MATERIAL PROVIDED =
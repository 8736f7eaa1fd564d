//! Authentication middleware and extractors.
//!
//! [`AuthContext`] resolves who is signed in for the current request: it
//! reads the session, refreshes an expiring access token, and looks up the
//! admin flag. Handlers never see a half-resolved context.

use axum::{
    extract::FromRequestParts,
    http::{StatusCode, request::Parts},
    response::{IntoResponse, Redirect, Response},
};
use chrono::Utc;
use tower_sessions::Session;

use crate::db::Principal;
use crate::error::{clear_sentry_user, set_sentry_user};
use crate::models::{CurrentUser, session_keys};
use crate::services::{AuthError, AuthService};
use crate::state::AppState;

/// The signed-in user with their resolved admin flag.
#[derive(Debug, Clone)]
pub struct SignedIn {
    pub user: CurrentUser,
    pub is_admin: bool,
}

impl SignedIn {
    /// The identity repositories act for.
    #[must_use]
    pub fn principal(&self) -> Principal {
        Principal {
            user_id: self.user.id,
            is_admin: self.is_admin,
            access_token: self.user.access_token.clone(),
        }
    }
}

/// Per-request auth state: `None` when signed out.
///
/// # Example
///
/// ```rust,ignore
/// async fn handler(auth: AuthContext) -> impl IntoResponse {
///     match auth.signed_in() {
///         Some(s) => format!("Hello, {}!", s.user.email),
///         None => "Hello, guest!".to_string(),
///     }
/// }
/// ```
#[derive(Debug, Clone, Default)]
pub struct AuthContext(pub Option<SignedIn>);

impl AuthContext {
    #[must_use]
    pub const fn signed_in(&self) -> Option<&SignedIn> {
        self.0.as_ref()
    }

    #[must_use]
    pub fn is_admin(&self) -> bool {
        self.0.as_ref().is_some_and(|s| s.is_admin)
    }
}

impl FromRequestParts<AppState> for AuthContext {
    type Rejection = std::convert::Infallible;

    async fn from_request_parts(
        parts: &mut Parts,
        state: &AppState,
    ) -> Result<Self, Self::Rejection> {
        if let Some(ctx) = parts.extensions.get::<Self>() {
            return Ok(ctx.clone());
        }

        let ctx = match parts.extensions.get::<Session>() {
            Some(session) => resolve(session, state).await,
            None => Self::default(),
        };

        parts.extensions.insert(ctx.clone());
        Ok(ctx)
    }
}

/// Read the session user, refreshing tokens and resolving the admin flag.
async fn resolve(session: &Session, state: &AppState) -> AuthContext {
    let stored: Option<CurrentUser> = session
        .get(session_keys::CURRENT_USER)
        .await
        .ok()
        .flatten();

    let Some(mut user) = stored else {
        return AuthContext::default();
    };

    let auth = AuthService::new(state);

    if user.needs_refresh(Utc::now()) {
        match auth.refresh(&user).await {
            Ok(fresh) => {
                if let Err(e) = set_current_user(session, &fresh).await {
                    tracing::error!(error = %e, "Failed to store refreshed session");
                }
                user = fresh;
            }
            Err(e) => {
                log_refresh_failure(&e);
                if let Err(e) = clear_current_user(session).await {
                    tracing::error!(error = %e, "Failed to clear expired session");
                }
                clear_sentry_user();
                return AuthContext::default();
            }
        }
    }

    let is_admin = auth.is_admin(&user).await;
    set_sentry_user(&user.id, Some(&user.email));
    AuthContext(Some(SignedIn { user, is_admin }))
}

fn log_refresh_failure(err: &AuthError) {
    match err {
        AuthError::SessionExpired => tracing::info!("Refresh token rejected, signing out"),
        other => tracing::warn!(error = %other, "Token refresh failed, signing out"),
    }
}

/// Error returned when a signed-in (or admin) user is required.
pub enum AuthRejection {
    /// Not signed in: go to the sign-in page.
    RedirectToSignIn,
    /// Signed out or not an admin: back to the landing page.
    RedirectHome,
    /// Unauthorized response (for non-HTML requests).
    Unauthorized,
}

impl IntoResponse for AuthRejection {
    fn into_response(self) -> Response {
        match self {
            Self::RedirectToSignIn => Redirect::to("/auth").into_response(),
            Self::RedirectHome => Redirect::to("/").into_response(),
            Self::Unauthorized => StatusCode::UNAUTHORIZED.into_response(),
        }
    }
}

/// Extractor that requires a signed-in user.
///
/// Redirects to `/auth` when signed out.
pub struct RequireUser(pub SignedIn);

impl FromRequestParts<AppState> for RequireUser {
    type Rejection = AuthRejection;

    async fn from_request_parts(
        parts: &mut Parts,
        state: &AppState,
    ) -> Result<Self, Self::Rejection> {
        if parts.extensions.get::<Session>().is_none() {
            return Err(AuthRejection::Unauthorized);
        }

        let AuthContext(ctx) = AuthContext::from_request_parts(parts, state)
            .await
            .unwrap_or_default();
        ctx.map(Self).ok_or(AuthRejection::RedirectToSignIn)
    }
}

/// Extractor that requires an admin.
///
/// Anyone else, signed in or not, is redirected to `/`.
pub struct RequireAdmin(pub SignedIn);

impl FromRequestParts<AppState> for RequireAdmin {
    type Rejection = AuthRejection;

    async fn from_request_parts(
        parts: &mut Parts,
        state: &AppState,
    ) -> Result<Self, Self::Rejection> {
        if parts.extensions.get::<Session>().is_none() {
            return Err(AuthRejection::Unauthorized);
        }

        let AuthContext(ctx) = AuthContext::from_request_parts(parts, state)
            .await
            .unwrap_or_default();
        match ctx {
            Some(signed_in) if signed_in.is_admin => Ok(Self(signed_in)),
            Some(signed_in) => {
                tracing::info!(user_id = %signed_in.user.id, path = %parts.uri.path(), "Non-admin turned away from admin console");
                Err(AuthRejection::RedirectHome)
            }
            None => Err(AuthRejection::RedirectHome),
        }
    }
}

/// Helper to set the current user in the session.
///
/// # Errors
///
/// Returns an error if the session cannot be modified.
pub async fn set_current_user(
    session: &Session,
    user: &CurrentUser,
) -> Result<(), tower_sessions::session::Error> {
    session.insert(session_keys::CURRENT_USER, user).await
}

/// Helper to clear the current user from the session (sign out).
///
/// # Errors
///
/// Returns an error if the session cannot be modified.
pub async fn clear_current_user(session: &Session) -> Result<(), tower_sessions::session::Error> {
    session
        .remove::<CurrentUser>(session_keys::CURRENT_USER)
        .await?;
    Ok(())
}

INSTRUCTIONS TO FOLLOW = Output the material above exactly. Omit nothing.

EXERCISE SOLUTION =
repository 8736f7eaa1fd564d
//! Authentication middleware and extractors.
//!
//! [`AuthContext`] resolves who is signed in for the current request: it
//! reads the session, refreshes an expiring access token, and looks up the
//! admin flag. Handlers never see a half-resolved context.

use axum::{
    extract::FromRequestParts,
    http::{StatusCode, request::Parts},
    response::{IntoResponse, Redirect, Response},
};
use chrono::Utc;
use tower_sessions::Session;

use crate::db::Principal;
use crate::error::{clear_sentry_user, set_sentry_user};
use crate::models::{CurrentUser, session_keys};
use crate::services::{AuthError, AuthService};
use crate::state::AppState;

/// The signed-in user with their resolved admin flag.
#[derive(Debug, Clone)]
pub struct SignedIn {
    pub user: CurrentUser,
    pub is_admin: bool,
}

impl SignedIn {
    /// The identity repositories act for.
    #[must_use]
    pub fn principal(&self) -> Principal {
        Principal {
            user_id: self.user.id,
            is_admin: self.is_admin,
            access_token: self.user.access_token.clone(),
        }
    }
}

/// Per-request auth state: `None` when signed out.
///
/// # Example
///
/// ```rust,ignore
/// async fn handler(auth: AuthContext) -> impl IntoResponse {
///     match auth.signed_in() {
///         Some(s) => format!("Hello, {}!", s.user.email),
///         None => "Hello, guest!".to_string(),
///     }
/// }
/// ```
#[derive(Debug, Clone, Default)]
pub struct AuthContext(pub Option<SignedIn>);

impl AuthContext {
    #[must_use]
    pub const fn signed_in(&self) -> Option<&SignedIn> {
        self.0.as_ref()
    }

    #[must_use]
    pub fn is_admin(&self) -> bool {
        self.0.as_ref().is_some_and(|s| s.is_admin)
    }
}

impl FromRequestParts<AppState> for AuthContext {
    type Rejection = std::convert::Infallible;

    async fn from_request_parts(
        parts: &mut Parts,
        state: &AppState,
    ) -> Result<Self, Self::Rejection> {
        if let Some(ctx) = parts.extensions.get::<Self>() {
            return Ok(ctx.clone());
        }

        let ctx = match parts.extensions.get::<Session>() {
            Some(session) => resolve(session, state).await,
            None => Self::default(),
        };

        parts.extensions.insert(ctx.clone());
        Ok(ctx)
    }
}

/// Read the session user, refreshing tokens and resolving the admin flag.
async fn resolve(session: &Session, state: &AppState) -> AuthContext {
    let stored: Option<CurrentUser> = session
        .get(session_keys::CURRENT_USER)
        .await
        .ok()
        .flatten();

    let Some(mut user) = stored else {
        return AuthContext::default();
    };

    let auth = AuthService::new(state);

    if user.needs_refresh(Utc::now()) {
        match auth.refresh(&user).await {
            Ok(fresh) => {
                if let Err(e) = set_current_user(session, &fresh).await {
                    tracing::error!(error = %e, "Failed to store refreshed session");
                }
                user = fresh;
            }
            Err(e) => {
                log_refresh_failure(&e);
                if let Err(e) = clear_current_user(session).await {
                    tracing::error!(error = %e, "Failed to clear expired session");
                }
                clear_sentry_user();
                return AuthContext::default();
            }
        }
    }

    let is_admin = auth.is_admin(&user).await;
    set_sentry_user(&user.id, Some(&user.email));
    AuthContext(Some(SignedIn { user, is_admin }))
}

fn log_refresh_failure(err: &AuthError) {
    match err {
        AuthError::SessionExpired => tracing::info!("Refresh token rejected, signing out"),
        other => tracing::warn!(error = %other, "Token refresh failed, signing out"),
    }
}

/// Error returned when a signed-in (or admin) user is required.
pub enum AuthRejection {
    /// Not signed in: go to the sign-in page.
    RedirectToSignIn,
    /// Signed out or not an admin: back to the landing page.
    RedirectHome,
    /// Unauthorized response (for non-HTML requests).
    Unauthorized,
}

impl IntoResponse for AuthRejection {
    fn into_response(self) -> Response {
        match self {
            Self::RedirectToSignIn => Redirect::to("/auth").into_response(),
            Self::RedirectHome => Redirect::to("/").into_response(),
            Self::Unauthorized => StatusCode::UNAUTHORIZED.into_response(),
        }
    }
}

/// Extractor that requires a signed-in user.
///
/// Redirects to `/auth` when signed out.
pub struct RequireUser(pub SignedIn);

impl FromRequestParts<AppState> for RequireUser {
    type Rejection = AuthRejection;

    async fn from_request_parts(
        parts: &mut Parts,
        state: &AppState,
    ) -> Result<Self, Self::Rejection> {
        if parts.extensions.get::<Session>().is_none() {
            return Err(AuthRejection::Unauthorized);
        }

        let AuthContext(ctx) = AuthContext::from_request_parts(parts, state)
            .await
            .unwrap_or_default();
        ctx.map(Self).ok_or(AuthRejection::RedirectToSignIn)
    }
}

/// Extractor that requires an admin.
///
/// Anyone else, signed in or not, is redirected to `/`.
pub struct RequireAdmin(pub SignedIn);

impl FromRequestParts<AppState> for RequireAdmin {
    type Rejection = AuthRejection;

    async fn from_request_parts(
        parts: &mut Parts,
        state: &AppState,
    ) -> Result<Self, Self::Rejection> {
        if parts.extensions.get::<Session>().is_none() {
            return Err(AuthRejection::Unauthorized);
        }

        let AuthContext(ctx) = AuthContext::from_request_parts(parts, state)
            .await
            .unwrap_or_default();
        match ctx {
            Some(signed_in) if signed_in.is_admin => Ok(Self(signed_in)),
            Some(signed_in) => {
                tracing::info!(user_id = %signed_in.user.id, path = %parts.uri.path(), "Non-admin turned away from admin console");
                Err(AuthRejection::RedirectHome)
            }
            None => Err(AuthRejection::RedirectHome),
        }
    }
}

/// Helper to set the current user in the session.
///
/// # Errors
///
/// Returns an error if the session cannot be modified.
pub async fn set_current_user(
    session: &Session,
    user: &CurrentUser,
) -> Result<(), tower_sessions::session::Error> {
    session.insert(session_keys::CURRENT_USER, user).await
}

/// Helper to clear the current user from the session (sign out).
///
/// # Errors
///
/// Returns an error if the session cannot be modified.
pub async fn clear_current_user(session: &Session) -> Result<(), tower_sessions::session::Error> {
    session
        .remove::<CurrentUser>(session_keys::CURRENT_USER)
        .await?;
    Ok(())
}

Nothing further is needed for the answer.